Как и повсюду, подмены возможны и здесь. Легко вера подменяется неверующим догматизмом, т. е. нерациональным рационализмом, порождаемым леностью ума, косностью и трусостью мысли. Борьба с знанием под предлогом веры проистекает именно из такого отношения к последней. Вера не ограничивает разума, который и сам должен знать свои границы, чтобы не останавливаться там, где он еще может идти на своих ногах.

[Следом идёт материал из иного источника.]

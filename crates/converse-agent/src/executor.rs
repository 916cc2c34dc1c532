//! Plan executor.
//!
//! Runs a [`Plan`] step by step against the [`ToolRegistry`]. Steps are
//! sequential so later steps can consume earlier outputs through
//! `{{step_N.output}}` placeholders. A failed step is recorded and the plan
//! continues, unless the step was marked required, in which case every
//! remaining step is skipped. Tools are never retried here.

use std::collections::HashMap;
use std::sync::Arc;
use std::time::{Duration, Instant};

use serde::{Deserialize, Serialize};
use serde_json::Value;
use tokio::sync::mpsc;
use tokio_util::sync::CancellationToken;
use uuid::Uuid;

use crate::error::{AgentError, Result, ToolError};
use crate::planner::{Plan, PlanStep};
use crate::retrieval::truncate_chars;
use crate::tools::ToolRegistry;
use crate::turn::TurnEvent;

/// Characters of each step output carried into the synthesis prompt.
const FINDING_CHARS: usize = 2_000;

// ---------------------------------------------------------------------------
// Results
// ---------------------------------------------------------------------------

#[derive(Debug, Clone, Copy, PartialEq, Eq, Serialize, Deserialize)]
#[serde(rename_all = "snake_case")]
pub enum StepStatus {
    Completed,
    Failed,
    /// Not run because an earlier required step failed.
    Skipped,
}

/// Record of one attempted tool call.
#[derive(Debug, Clone, PartialEq, Serialize, Deserialize)]
pub struct ToolInvocation {
    pub index: u32,
    pub tool: String,
    /// Arguments after placeholder substitution.
    pub arguments: Value,
    pub status: StepStatus,
    #[serde(default, skip_serializing_if = "Option::is_none")]
    pub output: Option<Value>,
    #[serde(default, skip_serializing_if = "Option::is_none")]
    pub error: Option<String>,
    pub duration_ms: u64,
}

/// Aggregated result of a plan run.
#[derive(Debug, Clone, Default, PartialEq, Serialize, Deserialize)]
pub struct PlanReport {
    pub invocations: Vec<ToolInvocation>,
    /// Index of the required step whose failure stopped the plan.
    #[serde(default, skip_serializing_if = "Option::is_none")]
    pub aborted_at: Option<u32>,
}

impl PlanReport {
    pub fn completed(&self) -> usize {
        self.invocations
            .iter()
            .filter(|i| i.status == StepStatus::Completed)
            .count()
    }

    /// Step outputs and errors rendered for the synthesis prompt.
    pub fn findings(&self) -> String {
        self.invocations
            .iter()
            .filter_map(|inv| {
                let body = match inv.status {
                    StepStatus::Completed => {
                        truncate_chars(&output_text(inv.output.as_ref()), FINDING_CHARS)
                    }
                    StepStatus::Failed => {
                        format!("failed: {}", inv.error.as_deref().unwrap_or("unknown error"))
                    }
                    StepStatus::Skipped => return None,
                };
                Some(format!("[step {}] {}:\n{}", inv.index, inv.tool, body))
            })
            .collect::<Vec<_>>()
            .join("\n\n")
    }
}

// ---------------------------------------------------------------------------
// Executor
// ---------------------------------------------------------------------------

/// Executes plans against a shared registry.
pub struct PlanExecutor {
    registry: Arc<ToolRegistry>,
    timeout: Duration,
}

impl PlanExecutor {
    pub fn new(registry: Arc<ToolRegistry>, timeout: Duration) -> Self {
        Self { registry, timeout }
    }

    pub fn registry(&self) -> &Arc<ToolRegistry> {
        &self.registry
    }

    /// Run every step of `plan` in order.
    ///
    /// `allowed` gates tools by enablement and plan tier. Progress goes to
    /// `events` as `tool_started` / `tool_finished`. Only cancellation is an
    /// error; tool failures are recorded in the report.
    pub async fn execute<F>(
        &self,
        plan: &Plan,
        allowed: F,
        events: &mpsc::Sender<TurnEvent>,
        turn_id: Uuid,
        cancel: &CancellationToken,
    ) -> Result<PlanReport>
    where
        F: Fn(&str) -> bool + Sync,
    {
        let mut outputs: HashMap<u32, String> = HashMap::new();
        let mut report = PlanReport::default();

        for step in &plan.steps {
            if cancel.is_cancelled() {
                return Err(AgentError::Cancelled);
            }

            if let Some(failed) = report.aborted_at {
                report.invocations.push(ToolInvocation {
                    index: step.index,
                    tool: step.tool.clone(),
                    arguments: step.arguments.clone(),
                    status: StepStatus::Skipped,
                    output: None,
                    error: Some(format!("required step {failed} failed")),
                    duration_ms: 0,
                });
                continue;
            }

            let arguments = resolve_placeholders(&step.arguments, &outputs);
            emit(
                events,
                cancel,
                TurnEvent::ToolStarted {
                    turn_id,
                    step: step.index,
                    tool: step.tool.clone(),
                    description: step.description.clone(),
                },
            )
            .await?;

            let started = Instant::now();
            let result = tokio::select! {
                biased;
                _ = cancel.cancelled() => return Err(AgentError::Cancelled),
                res = self.run_step(step, arguments.clone(), &allowed) => res,
            };
            let duration_ms = started.elapsed().as_millis() as u64;

            let invocation = match result {
                Ok(output) => {
                    tracing::info!(step = step.index, tool = %step.tool, elapsed_ms = duration_ms, "step completed");
                    outputs.insert(step.index, output_text(Some(&output)));
                    ToolInvocation {
                        index: step.index,
                        tool: step.tool.clone(),
                        arguments,
                        status: StepStatus::Completed,
                        output: Some(output),
                        error: None,
                        duration_ms,
                    }
                }
                Err(e) => {
                    tracing::warn!(step = step.index, tool = %step.tool, required = step.required, error = %e, "step failed");
                    if step.required {
                        report.aborted_at = Some(step.index);
                    }
                    ToolInvocation {
                        index: step.index,
                        tool: step.tool.clone(),
                        arguments,
                        status: StepStatus::Failed,
                        output: None,
                        error: Some(e.to_string()),
                        duration_ms,
                    }
                }
            };

            emit(
                events,
                cancel,
                TurnEvent::ToolFinished {
                    turn_id,
                    step: invocation.index,
                    tool: invocation.tool.clone(),
                    ok: invocation.status == StepStatus::Completed,
                    duration_ms,
                    error: invocation.error.clone(),
                },
            )
            .await?;
            report.invocations.push(invocation);
        }

        Ok(report)
    }

    async fn run_step<F>(
        &self,
        step: &PlanStep,
        arguments: Value,
        allowed: &F,
    ) -> std::result::Result<Value, ToolError>
    where
        F: Fn(&str) -> bool + Sync,
    {
        if !self.registry.contains(&step.tool) {
            return Err(ToolError::NotFound {
                tool: step.tool.clone(),
            });
        }
        if !allowed(&step.tool) {
            return Err(ToolError::Unavailable {
                tool: step.tool.clone(),
                reason: "disabled or outside the plan tier".into(),
            });
        }
        self.registry
            .execute(&step.tool, arguments, self.timeout)
            .await
    }
}

/// Send a progress event; a closed receiver cancels the turn.
async fn emit(
    events: &mpsc::Sender<TurnEvent>,
    cancel: &CancellationToken,
    event: TurnEvent,
) -> Result<()> {
    if events.send(event).await.is_err() {
        cancel.cancel();
        return Err(AgentError::Cancelled);
    }
    Ok(())
}

/// Strings pass through; other values are rendered as JSON.
fn output_text(output: Option<&Value>) -> String {
    match output {
        Some(Value::String(s)) => s.clone(),
        Some(Value::Null) | None => String::new(),
        Some(other) => other.to_string(),
    }
}

// ---------------------------------------------------------------------------
// Placeholder resolution
// ---------------------------------------------------------------------------

/// Resolve `{{step_N.output}}` placeholders in a JSON value by substituting
/// the outputs of earlier steps. Unknown references stay as written.
fn resolve_placeholders(value: &Value, outputs: &HashMap<u32, String>) -> Value {
    match value {
        Value::String(s) => {
            let mut resolved = s.clone();
            for (index, output) in outputs {
                let placeholder = format!("{{{{step_{index}.output}}}}");
                if resolved.contains(&placeholder) {
                    resolved = resolved.replace(&placeholder, output);
                }
            }
            Value::String(resolved)
        }
        Value::Object(map) => Value::Object(
            map.iter()
                .map(|(k, v)| (k.clone(), resolve_placeholders(v, outputs)))
                .collect(),
        ),
        Value::Array(arr) => Value::Array(
            arr.iter()
                .map(|v| resolve_placeholders(v, outputs))
                .collect(),
        ),
        other => other.clone(),
    }
}

// ---------------------------------------------------------------------------
// Tests
// ---------------------------------------------------------------------------
//! # converse-store
//!
//! Durable memory for the Converse assistant, on a single SQLite file:
//!
//! ```text
//! ┌───────────────────────────────────────────────┐
//! │  MemoryStore trait  (what the engine sees)    │
//! ├───────────────┬───────────────┬───────────────┤
//! │ Conversation  │  FactStore    │  VectorStore  │
//! │ log + trash   │  (moka cache) │  + Embedder   │
//! ├───────────────┴───────────────┴───────────────┤
//! │  Database (rusqlite WAL) + migrations         │
//! └───────────────────────────────────────────────┘
//! ```
//!
//! ```ignore
//! use std::sync::Arc;
//! use converse_store::{Database, HashingEmbedder, SqliteMemoryStore};
//!
//! let db = Database::open_and_migrate("data/converse.db").await?;
//! let store = SqliteMemoryStore::new(db, Arc::new(HashingEmbedder::default()));
//! ```

pub mod conversation;
pub mod db;
pub mod embedding;
pub mod error;
pub mod facts;
pub mod memory;
pub mod migration;
pub mod vector;

// ── re-exports ───────────────────────────────────────────────────────

pub use conversation::{
    Conversation, ConversationStore, MessageRole, MessageStatus, NewMessage, StoredMessage,
};
pub use db::Database;
pub use embedding::{DEFAULT_DIMENSION, Embedder, HashingEmbedder, cosine_distance};
pub use error::{StoreError, StoreResult};
pub use facts::{Fact, FactStore};
pub use memory::{MemoryStore, PurgeReport, SqliteMemoryStore};
pub use vector::{KIND_CONVERSATION, MemoryRecord, RecordMetadata, ScoredRecord, VectorStore};
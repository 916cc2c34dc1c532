//! Provider router.
//!
//! One retry/fallback policy for every backend: a call goes to the requested
//! (or default) target, is retried against the same provider on transient
//! failures, and then walks the configured fallback chain, each target once.
//! A plan-tier allow-list gates every target. Retries never happen once text
//! has reached the caller.

use std::collections::HashMap;
use std::sync::Arc;
use std::time::{Duration, Instant};

use serde::{Deserialize, Serialize};
use tokio::sync::mpsc;
use tokio_util::sync::CancellationToken;

use crate::config::{AppConfig, PlanConfig};
use crate::error::{AgentError, Result};
use crate::llm::provider::Provider;
use crate::llm::types::{ChatRequest, Message, ProviderTarget, StreamOutcome, Usage};

/// Capacity of the per-attempt chunk channel.
const CHUNK_BUFFER: usize = 64;

// ---------------------------------------------------------------------------
// Policy
// ---------------------------------------------------------------------------

/// Retry and backoff parameters shared by all providers.
#[derive(Debug, Clone, PartialEq)]
pub struct RetryPolicy {
    /// Attempts against the primary target (initial + retries).
    pub max_attempts: u32,
    pub initial_backoff: Duration,
    pub backoff_factor: f64,
    pub max_backoff: Duration,
    /// Upper bound for one provider call.
    pub call_timeout: Duration,
}

impl Default for RetryPolicy {
    fn default() -> Self {
        Self {
            max_attempts: 2,
            initial_backoff: Duration::from_millis(250),
            backoff_factor: 2.0,
            max_backoff: Duration::from_secs(4),
            call_timeout: Duration::from_secs(60),
        }
    }
}

impl RetryPolicy {
    /// Delay before retry number `retry` (1-based).
    pub fn backoff(&self, retry: u32) -> Duration {
        let exp = i32::try_from(retry.saturating_sub(1)).unwrap_or(i32::MAX);
        let secs = self.initial_backoff.as_secs_f64() * self.backoff_factor.powi(exp);
        Duration::from_secs_f64(secs.min(self.max_backoff.as_secs_f64()))
    }
}

/// Router settings derived from [`AppConfig`].
#[derive(Debug, Clone)]
pub struct RouterSettings {
    pub default_target: ProviderTarget,
    pub default_tier: String,
    pub fallbacks: Vec<ProviderTarget>,
    pub plans: HashMap<String, PlanConfig>,
    pub policy: RetryPolicy,
    pub temperature: f32,
    pub max_tokens: u32,
}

Хотя собственная область веры есть свышепознаваемое, трансцендентное Божество, но она распространяется и на то, что принципиально не недоступно для знания, однако таково лишь для данного момента: таковы не наступившие еще, но имеющие наступить события, вообще будущее, или же прошедшие, но вне человеческого ведения лежащие события — прошлое. Наконец, вере может быть доступно даже настоящее, поскольку дело идет о неизвестных рассудку его законах [100].

Однако все отдельные верования, относящиеся и к области имманентного, здешнего мира, проистекают из центрального содержания веры, являются его отдельными приложениями и разветвлениями; а главным, в сущности единственным предметом веры, остается одно: ЕСИ. «Веровати же подобает приходящему к Богу, яко есть, и взыскающим Его мздовоздатель бывает» (Евр. 11:6) [101]. И то, что составляет собственный предмет веры, по самой своей природе не может стать знанием. Вера есть функция человеческой свободы, она не принуждает, как принуждают нас законы природы. Внешняя принудительность истин веры не отвечала бы основным требованиям религиозного сознания, и достоинству чтущего нашу свободу Божества не соответствовало бы насиловать нашу личность, хотя бы даже логическим принуждением или насилием знания. Знание принадлежит «миру сему», оно ему имманентно, религия же основывается на поляризации сознания, напряженном чувстве противоположности трансцендентного И имманентного, богосо–знания и миросознания. Религия знаменует собой не только связь, но и удаленность человека от Бога. Она и сама в этом смысле есть, до известной степени, выражение греховного отпадения мира от Бога, ущербленного богосознания.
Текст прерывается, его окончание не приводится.